(Beginning of DATA TO EXAMINE)
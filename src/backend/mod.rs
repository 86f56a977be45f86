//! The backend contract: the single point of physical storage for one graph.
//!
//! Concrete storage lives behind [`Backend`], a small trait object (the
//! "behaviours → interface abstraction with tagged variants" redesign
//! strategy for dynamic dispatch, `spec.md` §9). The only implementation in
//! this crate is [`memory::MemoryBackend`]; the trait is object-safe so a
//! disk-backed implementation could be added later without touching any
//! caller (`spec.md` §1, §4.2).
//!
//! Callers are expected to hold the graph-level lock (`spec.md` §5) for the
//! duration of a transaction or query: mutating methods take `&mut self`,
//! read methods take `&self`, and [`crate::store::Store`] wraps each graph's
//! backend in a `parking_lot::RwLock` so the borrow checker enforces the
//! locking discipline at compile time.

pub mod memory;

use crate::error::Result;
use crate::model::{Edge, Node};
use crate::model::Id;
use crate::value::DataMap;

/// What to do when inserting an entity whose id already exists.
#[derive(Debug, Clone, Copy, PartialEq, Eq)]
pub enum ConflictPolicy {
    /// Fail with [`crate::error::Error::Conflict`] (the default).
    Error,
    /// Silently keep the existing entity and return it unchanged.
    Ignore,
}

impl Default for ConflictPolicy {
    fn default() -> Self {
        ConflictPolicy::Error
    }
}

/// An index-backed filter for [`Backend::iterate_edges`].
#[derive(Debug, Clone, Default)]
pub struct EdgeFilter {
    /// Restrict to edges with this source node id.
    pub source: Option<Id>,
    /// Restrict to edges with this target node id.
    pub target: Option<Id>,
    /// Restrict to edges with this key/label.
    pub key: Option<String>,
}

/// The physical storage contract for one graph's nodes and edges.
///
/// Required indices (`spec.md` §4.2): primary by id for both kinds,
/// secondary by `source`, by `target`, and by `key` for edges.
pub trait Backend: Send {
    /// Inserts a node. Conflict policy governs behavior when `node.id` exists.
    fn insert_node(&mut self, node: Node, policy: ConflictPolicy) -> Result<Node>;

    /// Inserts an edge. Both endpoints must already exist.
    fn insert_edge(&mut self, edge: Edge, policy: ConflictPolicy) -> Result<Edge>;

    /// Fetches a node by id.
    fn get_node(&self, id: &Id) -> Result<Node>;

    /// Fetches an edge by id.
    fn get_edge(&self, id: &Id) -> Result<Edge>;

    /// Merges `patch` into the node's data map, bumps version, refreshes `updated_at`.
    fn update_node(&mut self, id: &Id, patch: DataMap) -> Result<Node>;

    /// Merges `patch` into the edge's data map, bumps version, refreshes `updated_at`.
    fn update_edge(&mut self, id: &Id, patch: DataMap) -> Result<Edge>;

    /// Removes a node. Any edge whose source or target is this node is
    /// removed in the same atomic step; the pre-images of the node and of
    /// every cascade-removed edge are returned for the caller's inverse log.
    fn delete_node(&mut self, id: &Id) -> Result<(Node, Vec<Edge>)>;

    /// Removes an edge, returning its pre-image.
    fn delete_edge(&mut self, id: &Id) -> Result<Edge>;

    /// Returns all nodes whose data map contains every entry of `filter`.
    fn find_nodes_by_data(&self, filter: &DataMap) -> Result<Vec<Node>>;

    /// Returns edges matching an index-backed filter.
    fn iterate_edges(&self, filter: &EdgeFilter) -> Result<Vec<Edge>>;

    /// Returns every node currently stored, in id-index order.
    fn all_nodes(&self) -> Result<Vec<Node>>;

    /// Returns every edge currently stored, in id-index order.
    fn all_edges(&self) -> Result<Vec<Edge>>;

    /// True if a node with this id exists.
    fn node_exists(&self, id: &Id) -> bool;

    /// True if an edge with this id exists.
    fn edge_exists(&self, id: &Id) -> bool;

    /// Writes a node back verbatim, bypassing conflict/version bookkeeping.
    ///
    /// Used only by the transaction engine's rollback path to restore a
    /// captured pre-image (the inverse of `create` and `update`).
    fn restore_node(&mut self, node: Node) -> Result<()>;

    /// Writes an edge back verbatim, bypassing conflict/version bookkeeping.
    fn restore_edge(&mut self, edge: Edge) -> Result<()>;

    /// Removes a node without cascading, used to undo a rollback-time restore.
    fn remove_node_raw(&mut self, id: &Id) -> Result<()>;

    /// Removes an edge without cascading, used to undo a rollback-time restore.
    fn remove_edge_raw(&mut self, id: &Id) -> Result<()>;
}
(End of DATA TO EXAMINE)
(Beginning of DATA TO EXAMINE)
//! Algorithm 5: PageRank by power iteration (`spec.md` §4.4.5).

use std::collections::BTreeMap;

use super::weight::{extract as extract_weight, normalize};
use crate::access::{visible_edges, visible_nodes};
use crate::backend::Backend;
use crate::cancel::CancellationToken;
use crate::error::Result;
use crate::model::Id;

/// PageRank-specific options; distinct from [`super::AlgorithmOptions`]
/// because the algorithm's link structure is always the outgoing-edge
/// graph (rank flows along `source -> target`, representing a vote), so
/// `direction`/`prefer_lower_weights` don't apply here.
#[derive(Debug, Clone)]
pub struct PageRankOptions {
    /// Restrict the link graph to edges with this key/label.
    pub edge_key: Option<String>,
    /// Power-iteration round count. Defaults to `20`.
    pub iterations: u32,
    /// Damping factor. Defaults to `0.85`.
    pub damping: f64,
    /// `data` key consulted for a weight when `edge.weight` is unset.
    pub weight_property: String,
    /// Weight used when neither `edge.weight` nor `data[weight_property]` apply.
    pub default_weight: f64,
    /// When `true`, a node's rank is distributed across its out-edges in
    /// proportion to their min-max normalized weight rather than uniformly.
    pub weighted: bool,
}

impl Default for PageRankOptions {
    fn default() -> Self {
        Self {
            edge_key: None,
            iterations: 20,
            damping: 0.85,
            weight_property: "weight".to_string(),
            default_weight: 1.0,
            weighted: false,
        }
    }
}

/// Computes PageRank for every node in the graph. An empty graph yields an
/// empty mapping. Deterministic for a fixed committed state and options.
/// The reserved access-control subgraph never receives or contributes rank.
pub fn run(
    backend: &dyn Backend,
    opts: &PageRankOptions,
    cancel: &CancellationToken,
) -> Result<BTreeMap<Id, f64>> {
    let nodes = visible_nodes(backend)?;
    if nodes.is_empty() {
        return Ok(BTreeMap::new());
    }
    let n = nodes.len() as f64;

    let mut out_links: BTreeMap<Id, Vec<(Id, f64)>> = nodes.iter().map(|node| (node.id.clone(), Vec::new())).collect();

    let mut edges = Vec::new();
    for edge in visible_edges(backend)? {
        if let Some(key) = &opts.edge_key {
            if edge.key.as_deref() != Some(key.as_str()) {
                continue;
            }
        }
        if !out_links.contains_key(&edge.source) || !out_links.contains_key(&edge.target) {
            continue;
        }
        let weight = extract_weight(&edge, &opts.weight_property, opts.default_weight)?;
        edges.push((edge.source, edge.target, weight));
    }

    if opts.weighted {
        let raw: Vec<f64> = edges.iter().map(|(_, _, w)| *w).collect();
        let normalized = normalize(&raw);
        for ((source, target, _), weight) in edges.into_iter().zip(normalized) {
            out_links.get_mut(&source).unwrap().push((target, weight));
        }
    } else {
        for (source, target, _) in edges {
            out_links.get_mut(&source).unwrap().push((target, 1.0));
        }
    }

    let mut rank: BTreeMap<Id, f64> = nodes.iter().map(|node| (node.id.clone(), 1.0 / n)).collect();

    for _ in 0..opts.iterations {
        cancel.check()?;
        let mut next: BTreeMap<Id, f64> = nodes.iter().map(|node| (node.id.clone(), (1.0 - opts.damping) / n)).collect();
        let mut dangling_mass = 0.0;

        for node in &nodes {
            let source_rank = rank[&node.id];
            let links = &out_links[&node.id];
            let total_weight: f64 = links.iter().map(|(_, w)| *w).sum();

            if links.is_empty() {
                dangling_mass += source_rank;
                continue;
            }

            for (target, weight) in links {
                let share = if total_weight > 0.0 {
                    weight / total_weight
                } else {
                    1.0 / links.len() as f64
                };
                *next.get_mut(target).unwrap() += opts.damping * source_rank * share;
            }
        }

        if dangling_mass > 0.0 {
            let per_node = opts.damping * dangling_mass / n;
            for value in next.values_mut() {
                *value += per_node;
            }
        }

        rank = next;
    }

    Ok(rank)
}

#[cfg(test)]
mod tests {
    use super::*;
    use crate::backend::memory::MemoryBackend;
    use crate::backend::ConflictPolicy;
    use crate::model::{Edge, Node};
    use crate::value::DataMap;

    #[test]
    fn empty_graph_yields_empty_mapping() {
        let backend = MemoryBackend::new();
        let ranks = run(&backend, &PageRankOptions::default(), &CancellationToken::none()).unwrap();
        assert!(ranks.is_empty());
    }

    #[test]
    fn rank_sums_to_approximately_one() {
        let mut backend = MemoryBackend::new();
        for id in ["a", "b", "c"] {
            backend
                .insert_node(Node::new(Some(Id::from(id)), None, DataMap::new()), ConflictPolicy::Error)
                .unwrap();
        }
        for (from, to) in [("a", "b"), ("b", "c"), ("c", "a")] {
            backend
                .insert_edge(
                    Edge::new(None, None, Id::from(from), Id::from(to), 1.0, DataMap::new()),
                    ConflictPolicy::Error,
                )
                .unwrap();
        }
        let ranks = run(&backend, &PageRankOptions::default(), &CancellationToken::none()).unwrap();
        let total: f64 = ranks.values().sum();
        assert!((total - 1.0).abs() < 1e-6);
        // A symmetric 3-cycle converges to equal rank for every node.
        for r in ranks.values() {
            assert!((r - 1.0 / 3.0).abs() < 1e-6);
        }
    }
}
(End of DATA TO EXAMINE)
(TASK STATEMENT): Which lines in the records above hold the string "backed"? Copy each of them.

(ANSWER FOR THIS EXERCISE):
//! disk-backed implementation could be added later without touching any
/// An index-backed filter for [`Backend::iterate_edges`].
    /// Returns edges matching an index-backed filter.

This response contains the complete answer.